■ Work order
Retype exactly the lines from the one that contains "let _shared = self.reshape_gate.read().await;" through the final line of the material below, and add nothing else.

■ Source material
impl ModelInstance {
    pub fn new(
        name: &str,
        version: ModelVersion,
        config: ModelConfig,
        engine: Arc<dyn InferenceEngine>,
        fs: Arc<dyn FileSystem>,
    ) -> Arc<ModelInstance> {
        Arc::new(ModelInstance {
            name: name.to_string(),
            version,
            state: AtomicU8::new(ModelInstanceState::New as u8),
            state_changed: Notify::new(),
            in_flight: AtomicUsize::new(0),
            drained: Notify::new(),
            transition: Mutex::new(()),
            config: parking_lot::RwLock::new(config),
            network: parking_lot::RwLock::new(None),
            inputs: parking_lot::RwLock::new(TensorInfoMap::new()),
            outputs: parking_lot::RwLock::new(TensorInfoMap::new()),
            slots: parking_lot::RwLock::new(None),
            reshape_gate: tokio::sync::RwLock::new(()),
            engine,
            fs,
        })
    }

    pub fn name(&self) -> &str {
        &self.name
    }

    pub fn version(&self) -> ModelVersion {
        self.version
    }

    pub fn state(&self) -> ModelInstanceState {
        ModelInstanceState::from_u8(self.state.load(Ordering::SeqCst))
    }

    pub fn is_available(&self) -> bool {
        self.state() == ModelInstanceState::Available
    }

    pub fn config(&self) -> ModelConfig {
        self.config.read().clone()
    }

    /// Declared input tensors of the loaded network.
    pub fn inputs(&self) -> TensorInfoMap {
        self.inputs.read().clone()
    }

    /// Declared output tensors of the loaded network.
    pub fn outputs(&self) -> TensorInfoMap {
        self.outputs.read().clone()
    }

    pub fn in_flight_count(&self) -> usize {
        self.in_flight.load(Ordering::SeqCst)
    }

    pub fn has_network(&self) -> bool {
        self.network.read().is_some()
    }

    fn set_state(&self, state: ModelInstanceState) {
        self.state.store(state as u8, Ordering::SeqCst);
        self.state_changed.notify_waiters();
    }

    /// Atomic check-and-increment of the in-flight counter. Succeeds iff the
    /// instance is `AVAILABLE`; the guard's destruction decrements.
    pub fn acquire_liveness_guard(self: &Arc<Self>) -> Result<LivenessGuard, Status> {
        self.in_flight.fetch_add(1, Ordering::SeqCst);
        let state = self.state();
        if state != ModelInstanceState::Available {
            if self.in_flight.fetch_sub(1, Ordering::SeqCst) == 1 {
                self.drained.notify_waiters();
            }
            return Err(self.unavailable_status(state));
        }
        Ok(LivenessGuard {
            instance: Arc::clone(self),
        })
    }

    fn unavailable_status(&self, state: ModelInstanceState) -> Status {
        match state {
            ModelInstanceState::New | ModelInstanceState::Loading => {
                Status::ModelVersionNotLoadedYet {
                    name: self.name.clone(),
                    version: self.version,
                }
            }
            _ => Status::ModelVersionNotLoadedAnymore {
                name: self.name.clone(),
                version: self.version,
            },
        }
    }

    /// Acquire a guard, waiting up to `timeout` for an in-progress load or
    /// reload to finish. Terminal states fail immediately.
    pub async fn wait_for_available(
        self: &Arc<Self>,
        timeout: Duration,
    ) -> Result<LivenessGuard, Status> {
        let deadline = tokio::time::Instant::now() + timeout;
        loop {
            // Create the waiter before checking state, so a transition
            // between the check and the await is not missed.
            let notified = self.state_changed.notified();
            match self.acquire_liveness_guard() {
                Ok(guard) => return Ok(guard),
                Err(status @ Status::ModelVersionNotLoadedYet { .. }) => {
                    if tokio::time::timeout_at(deadline, notified).await.is_err() {
                        return Err(status);
                    }
                }
                Err(status) => return Err(status),
            }
        }
    }

    async fn wait_for_drain(&self) {
        loop {
            let notified = self.drained.notified();
            if self.in_flight.load(Ordering::SeqCst) == 0 {
                return;
            }
            notified.await;
        }
    }

    async fn load_network(&self, config: &ModelConfig) -> Result<Arc<dyn LoadedNetwork>, Status> {
        let version_dir = config.version_path(self.version);
        let path_invalid = || Status::PathInvalid {
            path: version_dir.display().to_string(),
        };

        let info = self
            .fs
            .stat(&version_dir)
            .await
            .map_err(|_| path_invalid())?;
        if !info.is_directory {
            return Err(path_invalid());
        }
        let files = self.fs.list(&version_dir).await.map_err(|_| path_invalid())?;
        if files.is_empty() {
            return Err(path_invalid());
        }

        self.engine
            .load_network(
                &NetworkFiles {
                    base: version_dir,
                    files,
                },
                &config.target_device,
                &config.plugin_config,
                &config.shape,
                &config.batch_size,
            )
            .await
            .map_err(|e| match e {
                BackendError::ReshapeFailed(reason) => Status::ReshapeFailed {
                    name: self.name.clone(),
                    version: self.version,
                    reason,
                },
                other => Status::NetworkNotLoaded {
                    name: self.name.clone(),
                    version: self.version,
                    reason: other.to_string(),
                },
            })
    }

    fn install_network(&self, network: Arc<dyn LoadedNetwork>, config: ModelConfig) {
        let permits = if config.nireq > 0 {
            config.nireq as usize
        } else {
            network.optimal_request_count().max(1)
        };
        *self.inputs.write() = network.inputs();
        *self.outputs.write() = network.outputs();
        *self.config.write() = config;
        *self.network.write() = Some(network);
        *self.slots.write() = Some(Arc::new(Semaphore::new(permits)));
    }

    /// Load the instance from its version directory. On success the
    /// declared IO maps are published and the state becomes `AVAILABLE`.
    pub async fn load(&self, config: ModelConfig) -> Result<(), Status> {
        let _transition = self.transition.lock().await;
        self.set_state(ModelInstanceState::Loading);
        tracing::info!(model = %self.name, version = self.version, "Loading model version");

        match self.load_network(&config).await {
            Ok(network) => {
                self.install_network(network, config);
                self.set_state(ModelInstanceState::Available);
                tracing::info!(model = %self.name, version = self.version, "Model version available");
                Ok(())
            }
            Err(status) => {
                *self.config.write() = config;
                self.set_state(ModelInstanceState::LoadingFailed);
                tracing::error!(model = %self.name, version = self.version, %status, "Loading model version failed");
                Err(status)
            }
        }
    }

    /// Replace the loaded network with one loaded under `config`.
    ///
    /// Atomic from the caller's perspective: on failure the previous network
    /// and configuration stay in force. In-flight requests hold liveness
    /// guards, so the swap waits for them to finish; new requests block in
    /// [ModelInstance::wait_for_available] or fail fast with
    /// `MODEL_VERSION_NOT_LOADED_YET`.
    pub async fn reload(&self, config: ModelConfig) -> Result<(), Status> {
        let _transition = self.transition.lock().await;
        let previous_state = self.state();
        let previous_config = self.config();

        self.set_state(ModelInstanceState::Loading);
        tracing::info!(model = %self.name, version = self.version, "Reloading model version");
        self.wait_for_drain().await;

        match self.load_network(&config).await {
            Ok(network) => {
                self.install_network(network, config);
                self.set_state(ModelInstanceState::Available);
                Ok(())
            }
            Err(status) => {
                // Old network untouched; fall back to what was in force.
                *self.config.write() = previous_config;
                if previous_state == ModelInstanceState::Available && self.has_network() {
                    self.set_state(ModelInstanceState::Available);
                } else {
                    self.set_state(ModelInstanceState::LoadingFailed);
                }
                tracing::error!(model = %self.name, version = self.version, %status, "Reloading model version failed");
                Err(status)
            }
        }
    }

    /// Retire the instance: refuse new requests, wait for the in-flight
    /// counter to drain, release the network, enter `END`.
    pub async fn unload(&self) {
        let _transition = self.transition.lock().await;
        if self.state() == ModelInstanceState::End {
            return;
        }
        self.set_state(ModelInstanceState::Unloading);
        tracing::info!(model = %self.name, version = self.version, "Unloading model version");
        self.wait_for_drain().await;

        *self.network.write() = None;
        *self.slots.write() = None;
        self.inputs.write().clear();
        self.outputs.write().clear();
        self.set_state(ModelInstanceState::End);
    }

    /// Input dimensions that differ from the declared ones, or None when the
    /// request matches the current network exactly.
    fn pending_reshape(
        &self,
        request: &TensorMap,
    ) -> Result<Option<HashMap<String, Vec<i64>>>, Status> {
        let declared = self.inputs.read();
        let mut changed = HashMap::new();
        for (name, info) in declared.iter() {
            let tensor = request
                .get(name)
                .ok_or_else(|| self.infer_error(format!("request is missing input {name}")))?;
            if tensor.datatype != info.datatype {
                return Err(self.infer_error(format!("unexpected datatype of input {name}")));
            }
            if tensor.shape != info.shape {
                changed.insert(name.clone(), tensor.shape.clone());
            }
        }
        Ok((!changed.is_empty()).then_some(changed))
    }

    fn infer_error(&self, reason: String) -> Status {
        Status::InferenceFailed {
            name: self.name.clone(),
            version: self.version,
            reason,
        }
    }

    /// Execute one inference. The caller must hold a [LivenessGuard].
    ///
    /// At most `nireq` requests run concurrently; excess callers queue FIFO
    /// on the slot pool, bounded by `deadline` when one is given. When the
    /// configuration declares an auto batch size or shape, a mismatching
    /// request triggers a self-reshape which serializes against all other
    /// requests on this instance.
    pub async fn infer(
        &self,
        request: &TensorMap,
        deadline: Option<Duration>,
    ) -> Result<TensorMap, Status> {
        let slots = self.slots.read().clone().ok_or_else(|| {
            Status::ModelVersionNotLoadedAnymore {
                name: self.name.clone(),
                version: self.version,
            }
        })?;
        let _permit = match deadline {
            Some(deadline) => tokio::time::timeout(deadline, slots.acquire_owned())
                .await
                .map_err(|_| Status::InferSlotDeadlineExceeded {
                    name: self.name.clone(),
                    version: self.version,
                })?,
            None => slots.acquire_owned().await,
        }
        .map_err(|_| Status::ModelVersionNotLoadedAnymore {
            name: self.name.clone(),
            version: self.version,
        })?;

        let network = self.network.read().clone().ok_or_else(|| {
            Status::ModelVersionNotLoadedAnymore {
                name: self.name.clone(),
                version: self.version,
            }
        })?;

        if let Some(new_shapes) = self.pending_reshape(request)? {
            let config = self.config();
            if !config.is_dynamic() {
                return Err(self.infer_error(
                    "request dimensions do not match the fixed network dimensions".to_string(),
                ));
            }
            // Exclusive: drain concurrent requests, reconfigure, resume.
            let _exclusive = self.reshape_gate.write().await;
            if self.pending_reshape(request)?.is_some() {
                network
                    .reshape(&new_shapes)
                    .await
                    .map_err(|e| Status::ReshapeFailed {
                        name: self.name.clone(),
                        version: self.version,
                        reason: e.to_string(),
                    })?;
                *self.inputs.write() = network.inputs();
                *self.outputs.write() = network.outputs();
                tracing::debug!(model = %self.name, version = self.version, "Self-reshape applied");
            }
            let mut infer_request = network.create_infer_request();
            return infer_request
                .infer(request)
                .await
                .map_err(|e| self.infer_error(e.to_string()));
        }

        let _shared = self.reshape_gate.read().await;
        let mut infer_request = network.create_infer_request();
        infer_request
            .infer(request)
            .await
            .map_err(|e| self.infer_error(e.to_string()))
    }
}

■ The answer
        let _shared = self.reshape_gate.read().await;
        let mut infer_request = network.create_infer_request();
        infer_request
            .infer(request)
            .await
            .map_err(|e| self.infer_error(e.to_string()))
    }
}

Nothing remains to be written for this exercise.